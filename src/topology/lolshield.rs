//! Jimmie Rodgers' LoL Shield: 14x9 charlieplexed LEDs on Arduino pins D2-D13
//!
//! Pin groups are the Arduino header pins, so the same table serves every
//! Arduino-footprint board; [`crate::board`] maps the pins to port bits.
//! Drive cycle `c` sinks through pin `D(c + 2)`.
//!
//! Pixel (0, 0) is the upper right corner of the shield.

use super::{DriveCycle, LedTap, PinGroup, Topology};

pub const LOL_SHIELD_WIDTH: usize = 14;
pub const LOL_SHIELD_HEIGHT: usize = 9;

/// Arduino header pins used by the shield
pub mod pins {
    use super::PinGroup;

    pub const D2: PinGroup = PinGroup(0);
    pub const D3: PinGroup = PinGroup(1);
    pub const D4: PinGroup = PinGroup(2);
    pub const D5: PinGroup = PinGroup(3);
    pub const D6: PinGroup = PinGroup(4);
    pub const D7: PinGroup = PinGroup(5);
    pub const D8: PinGroup = PinGroup(6);
    pub const D9: PinGroup = PinGroup(7);
    pub const D10: PinGroup = PinGroup(8);
    pub const D11: PinGroup = PinGroup(9);
    pub const D12: PinGroup = PinGroup(10);
    pub const D13: PinGroup = PinGroup(11);

    /// Number of header pins the shield uses
    pub const COUNT: usize = 12;
}

use pins::*;

const fn tap(x: u8, y: u8, source: PinGroup) -> LedTap {
    LedTap::new(x, y, source)
}

/// LoL Shield wiring
pub const LOL_SHIELD: Topology = Topology {
    name: "lolshield",
    width: LOL_SHIELD_WIDTH,
    height: LOL_SHIELD_HEIGHT,
    pin_groups: pins::COUNT,
    cycles: &[
        DriveCycle {
            sink: D2,
            taps: &[
                tap(1, 0, D13),
                tap(1, 1, D12),
                tap(1, 2, D11),
                tap(1, 3, D10),
                tap(1, 4, D9),
                tap(1, 5, D8),
                tap(1, 6, D7),
                tap(1, 7, D6),
                tap(1, 8, D5),
            ],
        },
        DriveCycle {
            sink: D3,
            taps: &[
                tap(3, 0, D13),
                tap(3, 1, D12),
                tap(3, 2, D11),
                tap(3, 3, D10),
                tap(3, 4, D9),
                tap(3, 5, D8),
                tap(3, 6, D7),
                tap(3, 7, D6),
                tap(3, 8, D5),
            ],
        },
        DriveCycle {
            sink: D4,
            taps: &[
                tap(5, 0, D13),
                tap(5, 1, D12),
                tap(5, 2, D11),
                tap(5, 3, D10),
                tap(5, 4, D9),
                tap(5, 5, D8),
                tap(5, 6, D7),
                tap(5, 7, D6),
                tap(5, 8, D5),
            ],
        },
        DriveCycle {
            sink: D5,
            taps: &[
                tap(13, 0, D13),
                tap(13, 1, D12),
                tap(13, 2, D11),
                tap(13, 3, D10),
                tap(13, 4, D9),
                tap(13, 5, D8),
                tap(13, 6, D7),
                tap(13, 7, D6),
                tap(4, 8, D4),
                tap(2, 8, D3),
                tap(0, 8, D2),
            ],
        },
        DriveCycle {
            sink: D6,
            taps: &[
                tap(12, 0, D13),
                tap(12, 1, D12),
                tap(12, 2, D11),
                tap(12, 3, D10),
                tap(12, 4, D9),
                tap(12, 5, D8),
                tap(12, 6, D7),
                tap(13, 8, D5),
                tap(4, 7, D4),
                tap(2, 7, D3),
                tap(0, 7, D2),
            ],
        },
        DriveCycle {
            sink: D7,
            taps: &[
                tap(11, 0, D13),
                tap(11, 1, D12),
                tap(11, 2, D11),
                tap(11, 3, D10),
                tap(11, 4, D9),
                tap(11, 5, D8),
                tap(12, 7, D6),
                tap(12, 8, D5),
                tap(4, 6, D4),
                tap(2, 6, D3),
                tap(0, 6, D2),
            ],
        },
        DriveCycle {
            sink: D8,
            taps: &[
                tap(10, 0, D13),
                tap(10, 1, D12),
                tap(10, 2, D11),
                tap(10, 3, D10),
                tap(10, 4, D9),
                tap(11, 6, D7),
                tap(11, 7, D6),
                tap(11, 8, D5),
                tap(4, 5, D4),
                tap(2, 5, D3),
                tap(0, 5, D2),
            ],
        },
        DriveCycle {
            sink: D9,
            taps: &[
                tap(9, 0, D13),
                tap(9, 1, D12),
                tap(9, 2, D11),
                tap(9, 3, D10),
                tap(10, 5, D8),
                tap(10, 6, D7),
                tap(10, 7, D6),
                tap(10, 8, D5),
                tap(4, 4, D4),
                tap(2, 4, D3),
                tap(0, 4, D2),
            ],
        },
        DriveCycle {
            sink: D10,
            taps: &[
                tap(8, 0, D13),
                tap(8, 1, D12),
                tap(8, 2, D11),
                tap(9, 4, D9),
                tap(9, 5, D8),
                tap(9, 6, D7),
                tap(9, 7, D6),
                tap(9, 8, D5),
                tap(4, 3, D4),
                tap(2, 3, D3),
                tap(0, 3, D2),
            ],
        },
        DriveCycle {
            sink: D11,
            taps: &[
                tap(7, 0, D13),
                tap(7, 1, D12),
                tap(8, 3, D10),
                tap(8, 4, D9),
                tap(8, 5, D8),
                tap(8, 6, D7),
                tap(8, 7, D6),
                tap(8, 8, D5),
                tap(4, 2, D4),
                tap(2, 2, D3),
                tap(0, 2, D2),
            ],
        },
        DriveCycle {
            sink: D12,
            taps: &[
                tap(6, 0, D13),
                tap(7, 2, D11),
                tap(7, 3, D10),
                tap(7, 4, D9),
                tap(7, 5, D8),
                tap(7, 6, D7),
                tap(7, 7, D6),
                tap(7, 8, D5),
                tap(4, 1, D4),
                tap(2, 1, D3),
                tap(0, 1, D2),
            ],
        },
        DriveCycle {
            sink: D13,
            taps: &[
                tap(6, 1, D12),
                tap(6, 2, D11),
                tap(6, 3, D10),
                tap(6, 4, D9),
                tap(6, 5, D8),
                tap(6, 6, D7),
                tap(6, 7, D6),
                tap(6, 8, D5),
                tap(4, 0, D4),
                tap(2, 0, D3),
                tap(0, 0, D2),
            ],
        },
    ],
};

const _: () = assert!(LOL_SHIELD.validate().is_ok(), "LoL Shield table is inconsistent");
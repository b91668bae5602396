mod tests {
    use embedded_graphics::pixelcolor::Gray8;
    use embedded_graphics::prelude::*;
    use embedded_graphics::primitives::{PrimitiveStyle, Rectangle};
    use myrtio_matrix_composer::canvas::luma_to_level;
    use myrtio_matrix_composer::{Framebuffer, PlaneSource, compute_line_bytes};

    const LINE_BYTES: usize = compute_line_bytes(14);
    type LolFramebuffer = Framebuffer<4, 14, 9, LINE_BYTES>;

    #[test]
    fn test_line_bytes() {
        assert_eq!(compute_line_bytes(14), 2);
        assert_eq!(compute_line_bytes(8), 1);
        assert_eq!(compute_line_bytes(9), 2);
    }

    #[test]
    fn test_set_and_get_pixel() {
        let framebuffer = LolFramebuffer::new();
        assert_eq!(framebuffer.dimensions(), (14, 9));
        assert_eq!(framebuffer.planes(), 4);

        framebuffer.set_pixel(Point::new(3, 2), 2);
        assert_eq!(framebuffer.get_pixel(Point::new(3, 2)), 2);
        assert_eq!(framebuffer.get_pixel(Point::new(2, 3)), 0);

        framebuffer.set_pixel(Point::new(3, 2), 0);
        assert_eq!(framebuffer.get_pixel(Point::new(3, 2)), 0);
    }

    #[test]
    fn test_levels_light_leading_planes() {
        let framebuffer = LolFramebuffer::new();
        framebuffer.set_pixel(Point::new(13, 8), 3);

        assert!(framebuffer.is_lit(0, 13, 8));
        assert!(framebuffer.is_lit(1, 13, 8));
        assert!(framebuffer.is_lit(2, 13, 8));
        assert!(!framebuffer.is_lit(3, 13, 8));

        framebuffer.set_pixel(Point::new(13, 8), 1);
        assert!(framebuffer.is_lit(0, 13, 8));
        assert!(!framebuffer.is_lit(1, 13, 8));
    }

    #[test]
    fn test_level_clamped() {
        let framebuffer = LolFramebuffer::new();
        framebuffer.set_pixel(Point::new(0, 0), 200);
        assert_eq!(framebuffer.get_pixel(Point::new(0, 0)), 4);
    }

    #[test]
    fn test_out_of_range_ignored() {
        let framebuffer = LolFramebuffer::new();
        framebuffer.set_pixel(Point::new(14, 0), 4);
        framebuffer.set_pixel(Point::new(-1, 0), 4);
        framebuffer.set_pixel(Point::new(0, 9), 4);

        assert_eq!(framebuffer.get_pixel(Point::new(14, 0)), 0);
        assert!(!framebuffer.is_lit(0, 14, 0));
        assert!(!framebuffer.is_lit(4, 0, 0));
        for y in 0..9 {
            for x in 0..14 {
                assert_eq!(framebuffer.get_pixel(Point::new(x, y)), 0);
            }
        }
    }

    #[test]
    fn test_neighbours_untouched() {
        let framebuffer = LolFramebuffer::new();
        framebuffer.set_pixel(Point::new(7, 4), 4);
        framebuffer.set_pixel(Point::new(8, 4), 2);

        assert_eq!(framebuffer.get_pixel(Point::new(7, 4)), 4);
        assert_eq!(framebuffer.get_pixel(Point::new(8, 4)), 2);
        assert_eq!(framebuffer.get_pixel(Point::new(6, 4)), 0);
        assert_eq!(framebuffer.get_pixel(Point::new(9, 4)), 0);
    }

    #[test]
    fn test_fill_and_clear() {
        let framebuffer = LolFramebuffer::new();
        framebuffer.fill(3);
        for y in 0..9 {
            for x in 0..14 {
                assert_eq!(framebuffer.get_pixel(Point::new(x, y)), 3);
            }
        }
        // padding bits past the last column stay clear
        assert!(!framebuffer.is_lit(0, 15, 0));

        framebuffer.clear();
        for plane in 0..4 {
            for y in 0..9 {
                for x in 0..14 {
                    assert!(!framebuffer.is_lit(plane, x, y));
                }
            }
        }
    }

    #[test]
    fn test_luma_to_level() {
        assert_eq!(luma_to_level(0, 4), 0);
        assert_eq!(luma_to_level(255, 4), 4);
        assert_eq!(luma_to_level(128, 4), 2);
        assert_eq!(luma_to_level(31, 4), 0);
        assert_eq!(luma_to_level(32, 4), 1);
        assert_eq!(luma_to_level(255, 1), 1);
    }

    #[test]
    fn test_canvas_draws_levels() {
        let framebuffer = LolFramebuffer::new();
        let mut canvas = framebuffer.canvas();
        assert_eq!(canvas.size(), Size::new(14, 9));

        Rectangle::new(Point::new(1, 1), Size::new(3, 2))
            .into_styled(PrimitiveStyle::with_fill(Gray8::new(128)))
            .draw(&mut canvas)
            .unwrap();

        assert_eq!(framebuffer.get_pixel(Point::new(1, 1)), 2);
        assert_eq!(framebuffer.get_pixel(Point::new(3, 2)), 2);
        assert_eq!(framebuffer.get_pixel(Point::new(4, 2)), 0);
        assert_eq!(framebuffer.get_pixel(Point::new(1, 3)), 0);

        canvas.clear(Gray8::WHITE).unwrap();
        assert_eq!(framebuffer.get_pixel(Point::new(13, 8)), 4);
    }

    #[test]
    fn test_static_framebuffer() {
        static FRAMEBUFFER: LolFramebuffer = LolFramebuffer::new();
        FRAMEBUFFER.set_pixel(Point::new(5, 5), 1);
        assert_eq!(FRAMEBUFFER.get_pixel(Point::new(5, 5)), 1);
    }
}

What to work on: With the first line of the material as the start and the line containing "pub const LOL_SHIELD_HEIGHT: usize = 9;" as the end, repeat that span exactly and add nothing.

Reply to the task:
filename src/topology/lolshield.rs
//! Jimmie Rodgers' LoL Shield: 14x9 charlieplexed LEDs on Arduino pins D2-D13
//!
//! Pin groups are the Arduino header pins, so the same table serves every
//! Arduino-footprint board; [`crate::board`] maps the pins to port bits.
//! Drive cycle `c` sinks through pin `D(c + 2)`.
//!
//! Pixel (0, 0) is the upper right corner of the shield.

use super::{DriveCycle, LedTap, PinGroup, Topology};

pub const LOL_SHIELD_WIDTH: usize = 14;
pub const LOL_SHIELD_HEIGHT: usize = 9;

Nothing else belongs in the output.